Get the square, you will.need a #2 square tip for panels and breakers


----------



## FastFokker (Sep 18, 2012)

I could be wrong, but doesn't it mean the shafts are not round, they are square?


----------



## MTW (Aug 28, 2013)

I bought a set of them and they ended up in the spare tools box. I didn't like them at all.


----------



## Kyfeller95 (Jun 10, 2013)

Yeah It looked like they came with all the same screwdrivers, I just didnt understand what the square drive was and do y'all think the square shaft is worth ten bucks?


----------



## 3D Electric (Mar 24, 2013)

Oh square shaft not square tip. Sorry ignore me. I prefer the square shaft on my Kleins but hey it's preference.


----------



## Kyfeller95 (Jun 10, 2013)

All I know is I'm sick of my Kobalt set, I'm probably gonna go with the square drive just because hey it's only 10$ and it's something different than what I got so ill give it a try


----------



## 3D Electric (Mar 24, 2013)

Kyfeller95 said:


> All I know is I'm sick of my Kobalt set, I'm probably gonna go with the square drive just because hey it's only 10$ and it's something different than what I got so ill give it a try


Try them. Couldn't hurt. They may end up being your favorite set.


----------



## FastFokker (Sep 18, 2012)

$10 for an entire set of screw drivers??

That's wild.. I might even switch at those prices.


----------



## papaotis (Jun 8, 2013)

not absolutely certian, but i believe sqaure drive and square shaft mean two different things!


----------



## FastFokker (Sep 18, 2012)

Well I did what anyone with the internet should do and googled it.
















I still have no idea.


----------



## Jlarson (Jun 28, 2009)

Don't do it they blow. Really weak tips.


----------



## Acadian9 (Jun 6, 2009)

> A *screw drive* is the system used to turn a screw.[1][2] At a minimum, it is a feature on the screw that allows for it to be turned. Usually it also involves a mating tool, such as a screwdriver, that is used to turn it.
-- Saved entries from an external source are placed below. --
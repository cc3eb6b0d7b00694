//! `AppliedMigrationRecord` - Represents entries in the migrations ledger collection

use crate::executor::{DocError, Document};
use crate::migration::MigrationDefinition;
use chrono::{DateTime, NaiveDateTime, Utc};
use serde::{Deserialize, Serialize};
use std::path::PathBuf;

/// Represents a ledger document: `{ file, className, appliedAt }`
#[derive(Debug, Clone, PartialEq, Eq, Serialize, Deserialize)]
#[serde(rename_all = "camelCase")]
pub struct AppliedMigrationRecord {
    /// Source file the migration was loaded from
    pub file: PathBuf,

    /// Exported name of the migration
    pub class_name: String,

    /// When the migration was applied
    #[serde(with = "applied_at_format")]
    pub applied_at: DateTime<Utc>,
}

impl AppliedMigrationRecord {
    #[must_use]
    pub fn new(file: PathBuf, class_name: impl Into<String>, applied_at: DateTime<Utc>) -> Self {
        Self {
            file,
            class_name: class_name.into(),
            applied_at,
        }
    }

    /// Record for `definition`, applied at `applied_at`
    #[must_use]
    pub fn for_definition(definition: &MigrationDefinition, applied_at: DateTime<Utc>) -> Self {
        Self::new(definition.file.clone(), definition.class_name.clone(), applied_at)
    }

    /// # Errors
    ///
    /// Returns `DocError::Serialization` if the file path is not valid UTF-8.
    pub fn to_document(&self) -> Result<Document, DocError> {
        match serde_json::to_value(self)? {
            serde_json::Value::Object(map) => Ok(map),
            other => Err(DocError::Other(format!(
                "ledger record serialized to a non-object: {other}"
            ))),
        }
    }

    /// Parse a ledger document; unknown fields (store ids) are ignored
    ///
    /// # Errors
    ///
    /// Returns `DocError::Serialization` if a field is missing or malformed.
    pub fn from_document(document: Document) -> Result<Self, DocError> {
        Ok(serde_json::from_value(serde_json::Value::Object(document))?)
    }
}

/// Fixed-width UTC timestamp format: lexicographic order equals chronological order
pub const APPLIED_AT_FORMAT: &str = "%Y-%m-%dT%H:%M:%S%.6fZ";

/// Format a timestamp the way the ledger stores it
#[must_use]
pub fn format_applied_at(at: &DateTime<Utc>) -> String {
    at.format(APPLIED_AT_FORMAT).to_string()
}

/// Parse a stored timestamp
///
/// Accepts the canonical format as well as RFC 3339 with any precision or
/// offset and space-separated variants written by other tools.
///
/// # Errors
///
/// Returns a description of the unrecognized input.
pub fn parse_applied_at(value: &str) -> Result<DateTime<Utc>, String> {
    if let Ok(parsed) = DateTime::parse_from_rfc3339(value) {
        return Ok(parsed.with_timezone(&Utc));
    }

    let trimmed = value.trim_end_matches('Z');
    for format in [
        "%Y-%m-%dT%H:%M:%S%.f",
        "%Y-%m-%dT%H:%M:%S",
        "%Y-%m-%d %H:%M:%S%.f",
        "%Y-%m-%d %H:%M:%S",
    ] {
        if let Ok(naive) = NaiveDateTime::parse_from_str(trimmed, format) {
            return Ok(naive.and_utc());
        }
    }

    Err(format!("Failed to parse timestamp '{value}': unrecognized format"))
}

mod applied_at_format {
    use chrono::{DateTime, Utc};
    use serde::{Deserialize, Deserializer, Serializer};

    pub fn serialize<S>(at: &DateTime<Utc>, serializer: S) -> Result<S::Ok, S::Error>
    where
        S: Serializer,
    {
        serializer.serialize_str(&super::format_applied_at(at))
    }

    pub fn deserialize<'de, D>(deserializer: D) -> Result<DateTime<Utc>, D::Error>
    where
        D: Deserializer<'de>,
    {
        let raw = String::deserialize(deserializer)?;
        super::parse_applied_at(&raw).map_err(serde::de::Error::custom)
    }
}
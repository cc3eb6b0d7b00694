//! One command invocation's connection and runner state

use crate::connection::{connect, ConnectOptions, Connection};
use crate::executor::Database;
use crate::migration::MigrationError;
use std::fmt;

/// Lifecycle of a runner invocation
///
/// `Idle → Connected → Executing → Reporting → Closed`. `Closed` is reached on
/// every exit path, including errors and panics.
#[derive(Debug, Clone, Copy, PartialEq, Eq)]
pub enum RunnerState {
    Idle,
    Connected,
    Executing,
    Reporting,
    Closed,
}

impl fmt::Display for RunnerState {
    fn fmt(&self, f: &mut fmt::Formatter<'_>) -> fmt::Result {
        let name = match self {
            RunnerState::Idle => "idle",
            RunnerState::Connected => "connected",
            RunnerState::Executing => "executing",
            RunnerState::Reporting => "reporting",
            RunnerState::Closed => "closed",
        };
        f.write_str(name)
    }
}

/// Scoped database connection for one command
///
/// The connection is opened once and closed exactly once: by [`finish`](Self::finish)
/// or, if that is never reached, on drop.
#[derive(Debug)]
pub struct MigrationSession {
    connection: Connection,
    state: RunnerState,
}

impl MigrationSession {
    /// Connect and enter `Connected`
    ///
    /// # Errors
    ///
    /// Returns `MigrationError::Connection` if the store cannot be opened.
    pub fn open(
        uri: &str,
        database: &str,
        options: &ConnectOptions,
    ) -> Result<Self, MigrationError> {
        log::debug!("Runner state: {}", RunnerState::Idle);
        let connection = connect(uri, database, options)?;
        Ok(Self::from_connection(connection))
    }

    /// Adopt an already open connection
    #[must_use]
    pub fn from_connection(connection: Connection) -> Self {
        let mut session = Self {
            connection,
            state: RunnerState::Idle,
        };
        session.transition(RunnerState::Connected);
        session
    }

    #[must_use]
    pub fn state(&self) -> RunnerState {
        self.state
    }

    #[must_use]
    pub fn database(&self) -> &Database {
        self.connection.db()
    }

    fn transition(&mut self, next: RunnerState) {
        log::debug!("Runner state: {} -> {}", self.state, next);
        self.state = next;
    }

    /// Run `f` against the database, passing through `Executing` and `Reporting`
    ///
    /// # Errors
    ///
    /// Returns whatever `f` returns.
    pub fn execute<T, F>(&mut self, f: F) -> Result<T, MigrationError>
    where
        F: FnOnce(&Database) -> Result<T, MigrationError>,
    {
        self.transition(RunnerState::Executing);
        let result = f(self.connection.db());
        self.transition(RunnerState::Reporting);
        result
    }

    /// Close the connection and hand back `result`
    ///
    /// A close failure is only surfaced when `result` itself succeeded.
    ///
    /// # Errors
    ///
    /// Returns the error in `result`, or `MigrationError::Ledger` if closing failed.
    pub fn finish<T>(mut self, result: Result<T, MigrationError>) -> Result<T, MigrationError> {
        let closed = self.connection.close();
        self.transition(RunnerState::Closed);
        match (result, closed) {
            (Ok(value), Ok(())) => Ok(value),
            (Ok(_), Err(e)) => Err(MigrationError::Ledger(e)),
            (Err(e), Ok(())) => Err(e),
            (Err(e), Err(close_error)) => {
                log::warn!("Failed to close connection after error: {close_error}");
                Err(e)
            }
        }
    }

    /// [`execute`](Self::execute) then [`finish`](Self::finish)
    ///
    /// # Errors
    ///
    /// Same as [`finish`](Self::finish).
    pub fn run<T, F>(mut self, f: F) -> Result<T, MigrationError>
    where
        F: FnOnce(&Database) -> Result<T, MigrationError>,
    {
        let result = self.execute(f);
        self.finish(result)
    }
}

impl Drop for MigrationSession {
    fn drop(&mut self) {
        if self.state != RunnerState::Closed {
            if let Err(e) = self.connection.close() {
                log::warn!("Failed to close connection: {e}");
            }
            self.transition(RunnerState::Closed);
        }
    }
}
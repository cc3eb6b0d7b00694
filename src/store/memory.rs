//! In-memory document store

use crate::executor::{DocError, DocExecutor, Document, Filter, FindQuery};
use crate::store::validate_collection_name;
use once_cell::sync::Lazy;
use std::collections::{BTreeMap, HashMap};
use std::sync::atomic::{AtomicBool, Ordering};
use std::sync::{Arc, Mutex, MutexGuard};

type Collections = BTreeMap<String, Vec<Document>>;

/// Named stores shared by every `memory://<name>` connection in the process.
static SHARED_STORES: Lazy<Mutex<HashMap<String, Arc<Mutex<Collections>>>>> =
    Lazy::new(|| Mutex::new(HashMap::new()));

/// Process-local executor
///
/// Each executor owns a close flag; the data itself may be shared with other
/// executors attached to the same name, so closing one connection never
/// discards data another connection (or a later one) can still see.
pub struct MemoryExecutor {
    data: Arc<Mutex<Collections>>,
    closed: AtomicBool,
}

impl Default for MemoryExecutor {
    fn default() -> Self {
        Self::new()
    }
}

impl MemoryExecutor {
    /// A fresh, isolated store
    #[must_use]
    pub fn new() -> Self {
        Self {
            data: Arc::new(Mutex::new(BTreeMap::new())),
            closed: AtomicBool::new(false),
        }
    }

    /// Attach to the process-wide store registered under `key`, creating it on first use
    ///
    /// # Errors
    ///
    /// Returns `DocError::Other` if the shared registry lock is poisoned.
    pub fn shared(key: &str) -> Result<Self, DocError> {
        let mut stores = SHARED_STORES
            .lock()
            .map_err(|e| DocError::Other(format!("Failed to lock shared memory stores: {e}")))?;
        let data = stores
            .entry(key.to_string())
            .or_insert_with(|| Arc::new(Mutex::new(BTreeMap::new())));

        Ok(Self {
            data: Arc::clone(data),
            closed: AtomicBool::new(false),
        })
    }

    /// Remove a shared store so the next `shared(key)` starts empty
    ///
    /// # Errors
    ///
    /// Returns `DocError::Other` if the shared registry lock is poisoned.
    pub fn forget_shared(key: &str) -> Result<bool, DocError> {
        let mut stores = SHARED_STORES
            .lock()
            .map_err(|e| DocError::Other(format!("Failed to lock shared memory stores: {e}")))?;
        Ok(stores.remove(key).is_some())
    }

    fn collections(&self) -> Result<MutexGuard<'_, Collections>, DocError> {
        if self.closed.load(Ordering::SeqCst) {
            return Err(DocError::Closed);
        }
        self.data
            .lock()
            .map_err(|e| DocError::Other(format!("Failed to lock memory store: {e}")))
    }
}

impl DocExecutor for MemoryExecutor {
    fn insert_one(&self, collection: &str, document: Document) -> Result<(), DocError> {
        validate_collection_name(collection)?;
        let mut collections = self.collections()?;
        collections
            .entry(collection.to_string())
            .or_default()
            .push(document);
        Ok(())
    }

    fn find(&self, collection: &str, query: &FindQuery) -> Result<Vec<Document>, DocError> {
        let collections = self.collections()?;
        Ok(collections
            .get(collection)
            .map(|docs| query.apply(docs))
            .unwrap_or_default())
    }

    fn update_many(
        &self,
        collection: &str,
        filter: &Filter,
        set: &Document,
    ) -> Result<u64, DocError> {
        let mut collections = self.collections()?;
        let Some(docs) = collections.get_mut(collection) else {
            return Ok(0);
        };

        let mut modified = 0;
        for doc in docs.iter_mut().filter(|doc| filter.matches(doc)) {
            for (field, value) in set {
                doc.insert(field.clone(), value.clone());
            }
            modified += 1;
        }
        Ok(modified)
    }

    fn delete(
        &self,
        collection: &str,
        filter: &Filter,
        limit: Option<usize>,
    ) -> Result<u64, DocError> {
        let mut collections = self.collections()?;
        let Some(docs) = collections.get_mut(collection) else {
            return Ok(0);
        };

        let max = limit.unwrap_or(usize::MAX);
        let mut deleted = 0usize;
        docs.retain(|doc| {
            if deleted < max && filter.matches(doc) {
                deleted += 1;
                false
            } else {
                true
            }
        });
        Ok(deleted as u64)
    }

    fn drop_collection(&self, collection: &str) -> Result<bool, DocError> {
        let mut collections = self.collections()?;
        Ok(collections.remove(collection).is_some())
    }

    fn list_collections(&self) -> Result<Vec<String>, DocError> {
        let collections = self.collections()?;
        Ok(collections.keys().cloned().collect())
    }

    fn close(&self) -> Result<(), DocError> {
        self.closed.store(true, Ordering::SeqCst);
        Ok(())
    }
}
http://en.wikipedia.org/wiki/List_of_screw_drives

Wasn`t that hard to figure out lol.


----------



## Ionspot (Aug 9, 2013)

Kyfeller95 said:


> So I'm looking into buying a 8 piece set of Milwaukee screwdrivers and was wondering if anyone could explain the difference between the regular set and the set with "square drive" and if the "square drive" set was worth the extra ten bucks. thanks.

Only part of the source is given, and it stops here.